The severity of primary infections of apple scab (Venturia inaequalis) is mainly determined by three components: the amount of primary inoculum, climatic conditions, and the amount of unprotected susceptible leaves. Prediction tools are available for the first two components but there are no tools to predict the emergence of apple leaves. The objective of this study was to develop degree-day models to predict emergence of both cluster and terminal shoot leaves during the primary scab period. The number of leaves per shoot was monitored during the primary infection period from 2003 to 2005 on three replicate apple trees of the cultivar Summerland McIntosh grafted on different rootstocks (M.9, MM.111, M.26) at one site and on trees of the cultivars Cortland, Empire, Lobo, McIntosh, Paulared and Spartan at two sites. There were no significant differences in the area under the leaf emergence curve (AULEC) for the different rootstocks and cultivars. The models were thus developed on data pooled over years, sites and cultivars. The rate of change in apple leaf emergence in response to degree-days (base temperature 5°C) accumulated from Apr. 01 was nonlinear with an initial lag phase followed by a linear response reaching a maximum after which the rate remained low or reached zero (no more new leaves).

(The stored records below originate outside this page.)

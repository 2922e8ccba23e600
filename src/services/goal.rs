//! Goal service
//!
//! Creates savings goals, applies deposits and answers coverage questions.
//! A deposit larger than the current balance is not an error; it comes back
//! as [`DepositOutcome::RequiresConfirmation`] and nothing changes until the
//! caller retries with `confirmed` set.

use log::{info, warn};

use crate::error::{ZenithError, ZenithResult};
use crate::models::{Coverage, Goal, Money};
use crate::services::balance::balance_of;
use crate::services::notification::{self, Notification};
use crate::storage::Store;
use chrono::NaiveDate;

/// Service for savings goals
pub struct GoalService<'a> {
    store: &'a Store,
}

/// Result of asking for a deposit
#[derive(Debug, Clone)]
pub enum DepositOutcome {
    /// The deposit went through
    Applied {
        goal: Goal,
        /// Milestone notification decided from the progress jump, if any
        milestone: Option<Notification>,
    },
    /// The deposit exceeds the current balance and was not applied.
    /// Retry with `confirmed` to apply it anyway.
    RequiresConfirmation {
        goal: Goal,
        balance: Money,
        /// How far the deposit exceeds the balance
        shortfall: Money,
    },
}

impl<'a> GoalService<'a> {
    pub fn new(store: &'a Store) -> Self {
        Self { store }
    }

    pub fn create(
        &self,
        title: impl Into<String>,
        target: Money,
        deadline: Option<NaiveDate>,
    ) -> ZenithResult<Goal> {
        let goal = match deadline {
            Some(date) => Goal::with_deadline(title, target, date),
            None => Goal::new(title, target),
        };
        goal.validate()?;

        self.store.goals.insert(goal.clone())?;
        if let Err(e) = self.store.goals.save() {
            warn!("could not persist goals, keeping in-memory state: {}", e);
        }
        info!("created goal '{}' targeting {}", goal.title, goal.target_amount);
        Ok(goal)
    }

    /// Deletes the goal matching `id`. Returns whether anything was
    /// removed; an unknown id is a no-op.
    pub fn delete(&self, id: &str) -> ZenithResult<bool> {
        let Some(target) = self.store.goals.find_id(id)? else {
            return Ok(false);
        };

        let removed = self.store.goals.delete(target)?;
        if removed {
            if let Err(e) = self.store.goals.save() {
                warn!("could not persist goals, keeping in-memory state: {}", e);
            }
            info!("deleted goal {}", target);
        }
        Ok(removed)
    }

    /// Applies `amount` to the goal's saved total.
    ///
    /// When the amount exceeds the current balance the deposit is held back
    /// and reported as [`DepositOutcome::RequiresConfirmation`] unless
    /// `confirmed` is set. The milestone notification is decided from the
    /// completion percentage captured just before the deposit.
    pub fn deposit(&self, id: &str, amount: Money, confirmed: bool) -> ZenithResult<DepositOutcome> {
        if !amount.is_positive() {
            return Err(ZenithError::InvalidInput(
                "Deposit amount must be positive".to_string(),
            ));
        }

        let mut goal = self.resolve(id)?;

        let balance = balance_of(
            self.store.balance.get()?,
            &self.store.transactions.get_all()?,
        );
        if amount > balance && !confirmed {
            return Ok(DepositOutcome::RequiresConfirmation {
                goal,
                balance,
                shortfall: amount - balance,
            });
        }

        let old_percent = goal.percent_complete();
        goal.deposit(amount);
        self.store.goals.update(goal.clone())?;
        if let Err(e) = self.store.goals.save() {
            warn!("could not persist goals, keeping in-memory state: {}", e);
        }
        info!(
            "deposited {} into goal '{}' ({:.0}% funded)",
            amount,
            goal.title,
            goal.percent_complete()
        );

        let settings = self.store.settings.get()?;
        let milestone = notification::goal_milestone(
            &settings,
            &goal.title,
            old_percent,
            goal.percent_complete(),
        );

        Ok(DepositOutcome::Applied { goal, milestone })
    }

    /// The goal plus its coverage against the current balance
    pub fn coverage(&self, id: &str) -> ZenithResult<(Goal, Coverage)> {
        let goal = self.resolve(id)?;
        let balance = balance_of(
            self.store.balance.get()?,
            &self.store.transactions.get_all()?,
        );
        let coverage = goal.coverage(balance);
        Ok((goal, coverage))
    }

    /// Every goal with its coverage, in creation order
    pub fn coverage_all(&self) -> ZenithResult<Vec<(Goal, Coverage)>> {
        let balance = balance_of(
            self.store.balance.get()?,
            &self.store.transactions.get_all()?,
        );
        Ok(self
            .store
            .goals
            .get_all()?
            .into_iter()
            .map(|goal| {
                let coverage = goal.coverage(balance);
                (goal, coverage)
            })
            .collect())
    }

    pub fn list(&self) -> ZenithResult<Vec<Goal>> {
        self.store.goals.get_all()
    }

    pub fn count(&self) -> ZenithResult<usize> {
        self.store.goals.count()
    }

    fn resolve(&self, id: &str) -> ZenithResult<Goal> {
        let goal_id = self
            .store
            .goals
            .find_id(id)?
            .ok_or_else(|| ZenithError::goal_not_found(id))?;
        self.store
            .goals
            .get(goal_id)?
            .ok_or_else(|| ZenithError::goal_not_found(id))
    }
}
pub mod config;
pub mod engine;
pub mod error;
pub mod matcher;
pub mod registry;
pub mod sharing;
pub mod store;
pub mod types;

pub use config::{TqConfig, WeightAggregation, DEFAULT_CPU_TIME_LADDER, TQ_MIN_SHARE};
pub use engine::TaskQueueEngine;
pub use error::{Result, TqError};
pub use registry::{GroupRegistry, IdentityCorrector, SharesCorrector, StaticRegistry};
pub use types::{
    CleanupReport, JobDescription, JobId, MatchOutcome, MatchRequest, PoppedJob, QueueFilter,
    TaskQueueDefinition, TaskQueueSummary, TqId,
};
use std::time::Duration;

/// Default CPU-time quantization ladder, in seconds.
///
/// Raw CPU-time requirements are rounded up to the smallest entry that
/// covers them, bounding the number of distinct task queues that the
/// CPU-time dimension alone can create.
pub const DEFAULT_CPU_TIME_LADDER: &[i64] = &[
    360, 1800, 3600, 21600, 43200, 86400, 172800, 259200, 345600, 518400, 691200, 864000, 1_080_000,
];

/// Share assigned to a group when the registry has no explicit value.
pub const DEFAULT_GROUP_SHARE: f64 = 1000.0;

/// Hard floor for any task queue priority. A queue at exactly this value
/// is still selectable by the weighted-random scheme, just very rarely.
pub const TQ_MIN_SHARE: f64 = 0.001;

/// How the per-queue raw weight is aggregated from the job weights.
#[derive(Debug, Clone, Copy, PartialEq, Eq)]
pub enum WeightAggregation {
    /// Average job weight of the queue (default).
    Avg,
    /// Total job weight of the queue.
    Sum,
}

#[derive(Debug, Clone)]
pub struct TqConfig {
    /// Maximum number of jobs a single task queue may hold. Enqueues past
    /// this point create a structurally identical sibling queue.
    pub max_jobs_per_queue: usize,
    /// Ascending CPU-time bucket boundaries.
    pub cpu_time_ladder: Vec<i64>,
    /// Outer retry budget of the match state machine.
    pub max_match_retries: u32,
    /// Retry budget for the find-and-claim loop during enqueue.
    pub find_queue_retries: u32,
    /// Raw job priorities are clamped into this (min, max) range before
    /// being turned into a selection weight.
    pub priority_bounds: (f64, f64),
    /// Share assigned to groups without an explicit registry entry.
    pub default_group_share: f64,
    /// Whether the external shares corrector is consulted.
    pub shares_correction_enabled: bool,
    pub weight_aggregation: WeightAggregation,
    /// How long an apparently-empty queue sits in the deletion scheduler
    /// before its empty check runs.
    pub empty_check_delay: Duration,
    /// Maximum number of queues the deletion scheduler tracks at once.
    pub empty_check_capacity: usize,
    /// Candidate queues examined per match attempt.
    pub queues_per_match: usize,
    /// Jobs fetched per queue and priority level during a match attempt.
    pub jobs_per_match: usize,
}

impl Default for TqConfig {
    fn default() -> Self {
        Self {
            max_jobs_per_queue: 5000,
            cpu_time_ladder: DEFAULT_CPU_TIME_LADDER.to_vec(),
            max_match_retries: 3,
            find_queue_retries: 10,
            priority_bounds: (0.001, 10.0),
            default_group_share: DEFAULT_GROUP_SHARE,
            shares_correction_enabled: false,
            weight_aggregation: WeightAggregation::Avg,
            empty_check_delay: Duration::from_secs(5),
            empty_check_capacity: 1024,
            queues_per_match: 10,
            jobs_per_match: 10,
        }
    }
}

impl TqConfig {
    /// Replace the CPU-time ladder. A malformed ladder (empty, non-positive
    /// entries or not strictly ascending) is rejected and the default is
    /// kept instead.
    pub fn with_cpu_time_ladder(mut self, ladder: Vec<i64>) -> Self {
        if ladder_is_valid(&ladder) {
            self.cpu_time_ladder = ladder;
        } else {
            tracing::warn!(?ladder, "Ignoring malformed CPU-time ladder, keeping default");
            self.cpu_time_ladder = DEFAULT_CPU_TIME_LADDER.to_vec();
        }
        self
    }

    pub fn with_max_jobs_per_queue(mut self, max: usize) -> Self {
        self.max_jobs_per_queue = max;
        self
    }

    pub fn with_match_retries(mut self, retries: u32) -> Self {
        self.max_match_retries = retries;
        self
    }

    pub fn with_find_queue_retries(mut self, retries: u32) -> Self {
        self.find_queue_retries = retries;
        self
    }

    pub fn with_shares_correction(mut self, enabled: bool) -> Self {
        self.shares_correction_enabled = enabled;
        self
    }

    pub fn with_weight_aggregation(mut self, aggregation: WeightAggregation) -> Self {
        self.weight_aggregation = aggregation;
        self
    }

    pub fn with_empty_check_delay(mut self, delay: Duration) -> Self {
        self.empty_check_delay = delay;
        self
    }

    /// Map a raw CPU-time requirement onto its quantization bucket: the
    /// smallest ladder entry that is >= the input, saturating at the top.
    pub fn quantize_cpu_time(&self, seconds: i64) -> i64 {
        self.cpu_time_ladder
            .iter()
            .find(|&&bucket| bucket >= seconds)
            .copied()
            .unwrap_or_else(|| {
                // Ladder is never empty, validated at construction.
                *self.cpu_time_ladder.last().unwrap_or(&seconds)
            })
    }
}

fn ladder_is_valid(ladder: &[i64]) -> bool {
    !ladder.is_empty()
        && ladder.iter().all(|&b| b > 0)
        && ladder.windows(2).all(|w| w[0] < w[1])
}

This response was well described by the Richards (R2 = 0.91) and the Weibull (R2 = 0.96) functions for the emergence of cluster and terminal shoot leaves, respectively. The models were tested against data not used for model development and provided an adequate prediction of the number of leaves per shoot (R2 = 0.92 and 0.97). This new tool can be used to improve timing of fungicide applications against primary apple scab infections.